Can You Freeze Nacho Cheese Sauce?

Nacho cheese sauce is perhaps the most supreme food that exists. The perfect pairing with chips, and a pretty great topping for loaded fries.

Excellent for dipping, or smothering pretty much any food with. An all-around 10/10 whether you make it yourself or buy it at your local store.

But what happens when you have too much? We’ve all been there, bellies full and half a pot of cheese sauce still sitting on the countertop.

This scrumptious sauce is too good to throw in the trash, but you physically cannot eat another bite. That’s where freezing comes in. 

As the main ingredient of nacho cheese sauce is dairy-based, freezing can be tricky.

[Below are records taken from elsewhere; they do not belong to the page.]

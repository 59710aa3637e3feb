use std::error::Error as StdError;

use axum::{http::StatusCode, response::Response};
use thiserror::Error;

use crate::infra::error::InfraError;

/// Diagnostic detail attached to a response for the logging middleware.
#[derive(Debug, Clone)]
pub struct ErrorReport {
    pub source: &'static str,
    pub status: StatusCode,
    pub messages: Vec<String>,
}

impl ErrorReport {
    pub fn from_error(source: &'static str, status: StatusCode, error: &dyn StdError) -> Self {
        let mut messages = Vec::new();
        messages.push(error.to_string());
        let mut current = error.source();
        while let Some(inner) = current {
            messages.push(inner.to_string());
            current = inner.source();
        }
        Self {
            source,
            status,
            messages,
        }
    }

    pub fn from_message(
        source: &'static str,
        status: StatusCode,
        message: impl Into<String>,
    ) -> Self {
        Self {
            source,
            status,
            messages: vec![message.into()],
        }
    }

    pub fn attach(self, response: &mut Response) {
        response.extensions_mut().insert(self);
    }
}

#[derive(Debug, Error)]
pub enum AppError {
    #[error(transparent)]
    Infra(#[from] InfraError),
    #[error("unexpected error: {0}")]
    Unexpected(String),
}

impl AppError {
    pub fn unexpected(message: impl Into<String>) -> Self {
        Self::Unexpected(message.into())
    }
}
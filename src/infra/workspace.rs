//! Staging of uploaded sources into the shared working directory.

use std::error::Error as StdError;
use std::path::{Path, PathBuf};

use bytes::Bytes;
use futures::{Stream, StreamExt, pin_mut, stream};
use thiserror::Error;
use tokio::{fs, io::AsyncWriteExt};
use tracing::{info, warn};

use crate::domain::{
    error::DomainError,
    jobs::{JobId, JobPaths, derive_base_name},
};

const SOURCE: &str = "infra::workspace";

/// Errors that can occur while persisting an uploaded source.
#[derive(Debug, Error)]
pub enum StageError {
    #[error(transparent)]
    Io(#[from] std::io::Error),
    #[error(transparent)]
    InvalidName(#[from] DomainError),
    #[error("uploaded source exceeds configured body limit")]
    PayloadTooLarge {
        #[source]
        source: Box<dyn StdError + Send + Sync>,
    },
    #[error("uploaded source stream failed")]
    PayloadStream {
        #[source]
        source: Box<dyn StdError + Send + Sync>,
    },
    #[error("uploaded source is empty")]
    EmptyPayload,
}

/// A source file written to disk and ready for compilation.
#[derive(Debug, Clone)]
pub struct StagedSource {
    pub id: JobId,
    pub paths: JobPaths,
    pub size_bytes: u64,
}

impl StagedSource {
    pub fn source_path(&self) -> PathBuf {
        self.paths.source()
    }
}

/// Writes inbound sources under unique names inside one working directory.
#[derive(Debug)]
pub struct SourceStager {
    work_dir: PathBuf,
}

impl SourceStager {
    /// Prepare the working directory, creating it if necessary.
    ///
    /// The directory is made absolute so every path handed to the toolchain
    /// is independent of the process's current directory.
    pub fn new(work_dir: impl AsRef<Path>) -> Result<Self, std::io::Error> {
        let work_dir = work_dir.as_ref();
        std::fs::create_dir_all(work_dir)?;
        let work_dir = std::fs::canonicalize(work_dir)?;
        Ok(Self { work_dir })
    }

    pub fn work_dir(&self) -> &Path {
        &self.work_dir
    }

    /// Stream a source to disk under a fresh job name.
    ///
    /// A partially written file is removed before an error is returned.
    pub async fn stage_stream<S>(
        &self,
        suggested_name: Option<&str>,
        stream: S,
    ) -> Result<StagedSource, StageError>
    where
        S: Stream<Item = Result<Bytes, StageError>>,
    {
        let id = JobId::new();
        let paths = JobPaths::new(&self.work_dir, derive_base_name(id, suggested_name))?;
        let source = paths.source();

        let mut file = fs::File::create_new(&source).await?;
        let mut total_bytes: u64 = 0;

        pin_mut!(stream);
        while let Some(chunk_result) = stream.next().await {
            let chunk = match chunk_result {
                Ok(chunk) => chunk,
                Err(err) => {
                    drop(file);
                    discard(&source).await;
                    return Err(err);
                }
            };

            if chunk.is_empty() {
                continue;
            }

            total_bytes += chunk.len() as u64;
            if let Err(err) = file.write_all(&chunk).await {
                drop(file);
                discard(&source).await;
                return Err(StageError::Io(err));
            }
        }

        if let Err(err) = file.flush().await {
            drop(file);
            discard(&source).await;
            return Err(StageError::Io(err));
        }
        drop(file);

        if total_bytes == 0 {
            discard(&source).await;
            return Err(StageError::EmptyPayload);
        }

        info!(
            target = SOURCE,
            op = "workspace::stage",
            job_id = %id,
            path = %source.display(),
            size_bytes = total_bytes,
            "Saved source file"
        );

        Ok(StagedSource {
            id,
            paths,
            size_bytes: total_bytes,
        })
    }

    /// Stage a fully-buffered source.
    pub async fn stage(
        &self,
        content: Bytes,
        suggested_name: Option<&str>,
    ) -> Result<StagedSource, StageError> {
        let stream = stream::once(async move { Ok::<_, StageError>(content) });
        self.stage_stream(suggested_name, stream).await
    }
}

async fn discard(path: &Path) {
    if let Err(err) = fs::remove_file(path).await
        && err.kind() != std::io::ErrorKind::NotFound
    {
        warn!(
            target = SOURCE,
            op = "workspace::discard",
            path = %path.display(),
            error = %err,
            "Failed to remove partially staged source"
        );
    }
}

Dairy products tend to also have high water content which can cause issues in the freezing process, but this doesn’t mean you can’t freeze it. It just means that freezing takes a little bit more effort, and if any product food deserves that extra effort it’s nacho cheese sauce.

This guide will tell you everything you need to know about freezing and defrosting your nacho cheese sauce, as well as factors you should consider along the way. 

So with no further ado, here’s how you can freeze your cheese fondue.

How to freeze nacho cheese sauce

If you decide that you want to freeze your excess nacho cheese sauce, the first thing you should consider is whether the sauce you want to freeze was store-bought or if you made it yourself.

This will impact the freezing process so you should follow the corresponding instructions. 

Homemade

For homemade cheese sauce, the most important part of the process is ensuring that the sauce has cooled completely before you begin the freezing process.


Once you are sure that the sauce has cooled thoroughly, you can then transfer it into an airtight container or a freezer bag. Airtight containers are more commonly used, however, a freezer bag will be easier to fit in your freezer if it is particularly full.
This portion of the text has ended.